Is there any guidance, best practice or standard when selecting cables dependant on the use of the circuit? As for example a Red cable will usually indicate a Fire system cicuit, a Yellow cable would indicate a 110v CTE construction supply.

I'm aware of the Table 2 in the IEC 60309 relating to plug and socket colours, but I'm sure I've seen some guidance in the past relating to cables also.

  • BS 1710 and NJUG Guidelines on the Positioning and Colour Coding of Underground Utilities' Apparatus.

    Having said that, it may be possible to mark containment, conduits etc., or, for BS 1710, apply separate marking to an otherwise coloured sheath of a cable. Clients may have their own preferences in this respect.

  • I'm looking more for a generic colour guidance rather than in a specific application. But I've added this to my list for points of reference.

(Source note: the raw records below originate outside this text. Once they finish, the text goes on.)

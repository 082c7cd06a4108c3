use rand::distributions::Alphanumeric;
use rand::Rng;

pub fn sequential_key(i: u64) -> String {
    format!("key{}", i)
}

pub fn sequential_value(iteration: u64) -> String {
    format!("value{}", iteration)
}

pub fn verify_key(i: u64) -> String {
    format!("test_key_{}", i)
}

pub fn verify_value(i: u64) -> String {
    format!("test_value_{}", i)
}

pub fn random_string<R: Rng>(rng: &mut R, len: usize) -> String {
    (0..len).map(|_| char::from(rng.sample(Alphanumeric))).collect()
}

  • Blue seems to have become established for mains voltage emergency lighting, for example from a generator. Possibly a network rail requirement, that has spread to non railway premises.

    First seen at Waterloo station and now at many larger stations.

    Yellow is the norm for 110 volt flexible cords, but not seen yellow outer sheaths for fixed 110 volt cables.

    I have seen orange PVC singles in conduit for fixed 110 volt circuits.

  • I don't think there's much official for the general case - certainly some prefer to match flex sheath colours to plug colours - but there are lots of other variables/constraints. Some cable types (e.g. HxxRN types) have a limited colour palette available for the sheaths (i.e. matt black only) - others (e.g. T&E) use the sheath colour for other characteristics (e.g. grey = ordinary smoky PVC, white = LS0H). In some cases matching the existing decor is the first consideration.  Yes some specific applications demand something special (e.g. fire) but I think that's the exception rather than the rule.

          - Andy.

  • The origin of my question comes from having black HxxRN type cables at an installation, then being asked by the installer if a different colour cable can be used (in this case green) as it's available and they can get there hands on it quickly. It looks odd and I would call it poor practice, but I'm struggling to find a reason/justification to say it's not permittable.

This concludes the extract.